- _Problem to work on_
If a line of the data below holds the word "path", list it.

- _Available data_
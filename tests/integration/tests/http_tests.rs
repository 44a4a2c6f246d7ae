//! Interaction endpoint tests against a served client
//!
//! The platform API is an httpmock server, so REST callbacks and follow-ups
//! are observable without network access.
//!
//! Run with: cargo test -p integration-tests --test http_tests

use std::sync::Arc;
use std::time::{Duration, Instant};

use httpmock::prelude::*;
use integration_tests::{
    assert_json, assert_status, command, component, message, ping, sign, subcommand, test_config,
    wait_for_count, TestServer, APPLICATION_ID, INTERACTION_TOKEN, TIMESTAMP,
};
use itx_client::model::{Command, MessageData};
use itx_client::{command_handler, component_handler, CommandEntry, HttpClient};
use reqwest::StatusCode;
use serde_json::{json, Value};
use tokio::sync::mpsc;

const DEADLINE: Duration = Duration::from_millis(300);

fn bot(platform: &MockServer) -> HttpClient {
    HttpClient::new(test_config(platform, DEADLINE)).expect("client should build")
}

// ============================================================================
// Front door
// ============================================================================

#[tokio::test(flavor = "multi_thread")]
async fn test_ping_is_answered_with_pong() {
    let platform = MockServer::start();
    let server = TestServer::start(bot(&platform)).await.unwrap();

    let response = server.post_signed(&ping()).await.unwrap();
    assert_eq!(
        response.headers()["content-type"].to_str().unwrap(),
        "application/json"
    );
    assert_eq!(response.text().await.unwrap(), r#"{"type":1}"#);
}

#[tokio::test(flavor = "multi_thread")]
async fn test_bad_signature_is_rejected() {
    let platform = MockServer::start();
    let server = TestServer::start(bot(&platform)).await.unwrap();

    let body = ping().to_string();
    let signature = sign(TIMESTAMP, &body.replace('1', "2"));
    let response = server.post_with_signature(&body, &signature).await.unwrap();

    let error: Value = assert_json(response, StatusCode::UNAUTHORIZED).await.unwrap();
    assert_eq!(error["error"]["code"], "INVALID_SIGNATURE");
}

#[tokio::test(flavor = "multi_thread")]
async fn test_health_check() {
    let platform = MockServer::start();
    let server = TestServer::start(bot(&platform)).await.unwrap();

    let response = server.get("/health").await.unwrap();
    assert_status(response, StatusCode::OK).await.unwrap();
    server.shutdown().await.unwrap();
}

// ============================================================================
// Commands
// ============================================================================

#[tokio::test(flavor = "multi_thread")]
async fn test_fast_reply_is_the_http_response() {
    let platform = MockServer::start();
    let callback = platform.mock(|when, then| {
        when.method(POST);
        then.status(204);
    });
    let bot = bot(&platform);
    bot.registry()
        .register_command(CommandEntry::new(
            Command::new("hello", "Say hi"),
            command_handler(|ctx| async move {
                ctx.send_reply("hi", false).await.unwrap();
            }),
        ))
        .unwrap();
    let server = TestServer::start(bot).await.unwrap();

    let response = server.post_signed(&command(11, "hello")).await.unwrap();
    let body: Value = assert_json(response, StatusCode::OK).await.unwrap();

    assert_eq!(body, json!({"type": 4, "data": {"content": "hi"}}));
    assert_eq!(callback.calls(), 0);
}

#[tokio::test(flavor = "multi_thread")]
async fn test_slow_handler_gets_no_content_then_follows_up() {
    let platform = MockServer::start();
    let follow_up = platform.mock(|when, then| {
        when.method(POST)
            .path(format!("/webhooks/{APPLICATION_ID}/{INTERACTION_TOKEN}"))
            .json_body(json!({"content": "finally"}));
        then.status(200).json_body(message(77, "finally"));
    });
    let bot = bot(&platform);
    bot.registry()
        .register_command(CommandEntry::new(
            Command::new("slow", "Takes a while"),
            command_handler(|ctx| async move {
                tokio::time::sleep(Duration::from_secs(1)).await;
                let sent = ctx.send_follow_up(MessageData::text("finally")).await.unwrap();
                assert_eq!(sent.content, "finally");
            }),
        ))
        .unwrap();
    let server = TestServer::start(bot).await.unwrap();

    let started = Instant::now();
    let response = server.post_signed(&command(12, "slow")).await.unwrap();
    let elapsed = started.elapsed();

    assert_status(response, StatusCode::NO_CONTENT).await.unwrap();
    assert!(elapsed >= DEADLINE, "answered after {elapsed:?}");
    assert!(elapsed < Duration::from_secs(1), "answered after {elapsed:?}");
    assert_eq!(follow_up.calls(), 0);

    let calls = wait_for_count(1, Duration::from_secs(5), || follow_up.calls()).await;
    assert_eq!(calls, 1);
}

#[tokio::test(flavor = "multi_thread")]
async fn test_late_initial_reply_goes_through_callback() {
    let platform = MockServer::start();
    let callback = platform.mock(|when, then| {
        when.method(POST)
            .path(format!("/interactions/13/{INTERACTION_TOKEN}/callback"))
            .json_body(json!({"type": 4, "data": {"content": "late"}}));
        then.status(204);
    });
    let bot = bot(&platform);
    bot.registry()
        .register_command(CommandEntry::new(
            Command::new("late", "Replies after the deadline"),
            command_handler(|ctx| async move {
                tokio::time::sleep(Duration::from_millis(600)).await;
                ctx.send_reply("late", false).await.unwrap();
            }),
        ))
        .unwrap();
    let server = TestServer::start(bot).await.unwrap();

    let response = server.post_signed(&command(13, "late")).await.unwrap();
    assert_status(response, StatusCode::NO_CONTENT).await.unwrap();

    let calls = wait_for_count(1, Duration::from_secs(5), || callback.calls()).await;
    assert_eq!(calls, 1);
}

#[tokio::test(flavor = "multi_thread")]
async fn test_subcommand_reaches_its_own_handler() {
    let platform = MockServer::start();
    let bot = bot(&platform);
    let (names_tx, mut names) = mpsc::unbounded_channel();

    bot.registry()
        .register_command(CommandEntry::new(
            Command::new("runtime", "Runtime information"),
            command_handler(|ctx| async move {
                ctx.send_reply("parent", false).await.unwrap();
            }),
        ))
        .unwrap();
    bot.registry()
        .register_subcommand(
            CommandEntry::new(
                Command::new("stats", "Runtime statistics"),
                command_handler(move |ctx| {
                    let names_tx = names_tx.clone();
                    async move {
                        let verbose = ctx.option_value("verbose").cloned();
                        let _ = names_tx.send((ctx.name().to_string(), verbose));
                        ctx.send_reply("stats", false).await.unwrap();
                    }
                }),
            ),
            "runtime",
        )
        .unwrap();
    let server = TestServer::start(bot).await.unwrap();

    let interaction = subcommand(
        14,
        "runtime",
        "stats",
        json!([{"name": "verbose", "type": 5, "value": true}]),
    );
    let response = server.post_signed(&interaction).await.unwrap();
    let body: Value = assert_json(response, StatusCode::OK).await.unwrap();

    assert_eq!(body["data"]["content"], "stats");
    let (name, verbose) = names.recv().await.unwrap();
    assert_eq!(name, "runtime@stats");
    assert_eq!(verbose, Some(json!(true)));
}

#[tokio::test(flavor = "multi_thread")]
async fn test_unknown_command_gets_ephemeral_notice() {
    let platform = MockServer::start();
    let server = TestServer::start(bot(&platform)).await.unwrap();

    let response = server.post_signed(&command(15, "missing")).await.unwrap();
    let body: Value = assert_json(response, StatusCode::OK).await.unwrap();

    assert_eq!(body["type"], 4);
    assert_eq!(body["data"]["flags"], 64);
}

// ============================================================================
// Components
// ============================================================================

#[tokio::test(flavor = "multi_thread")]
async fn test_dynamic_waiter_then_fallback() {
    let platform = MockServer::start();
    let bot = bot(&platform).with_component_handler(component_handler(|ctx| async move {
        ctx.send_reply(format!("fallback for {}", ctx.custom_id()), true)
            .await
            .unwrap();
    }));
    let registry = Arc::clone(bot.registry());
    let server = TestServer::start(bot).await.unwrap();

    let mut waiter = registry.await_component(["btn-1"]).unwrap();

    let response = server.post_signed(&component(16, "btn-1")).await.unwrap();
    let body: Value = assert_json(response, StatusCode::OK).await.unwrap();
    assert_eq!(body, json!({"type": 6}));

    let click = tokio::time::timeout(Duration::from_secs(5), waiter.recv())
        .await
        .unwrap()
        .unwrap();
    assert_eq!(click.custom_id(), "btn-1");
    assert_eq!(click.id().to_string(), "16");

    waiter.cleanup();
    assert!(waiter.recv().await.is_none());
    assert!(!registry.has_component_waiter("btn-1"));

    let response = server.post_signed(&component(17, "btn-1")).await.unwrap();
    let body: Value = assert_json(response, StatusCode::OK).await.unwrap();
    assert_eq!(body["data"]["content"], "fallback for btn-1");
}

#[tokio::test(flavor = "multi_thread")]
async fn test_unclaimed_component_answers_no_content() {
    let platform = MockServer::start();
    let server = TestServer::start(bot(&platform)).await.unwrap();

    let response = server.post_signed(&component(18, "nobody")).await.unwrap();
    assert_status(response, StatusCode::NO_CONTENT).await.unwrap();
}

- _Written response_
            .path(format!("/webhooks/{APPLICATION_ID}/{INTERACTION_TOKEN}"))
            .path(format!("/interactions/13/{INTERACTION_TOKEN}/callback"))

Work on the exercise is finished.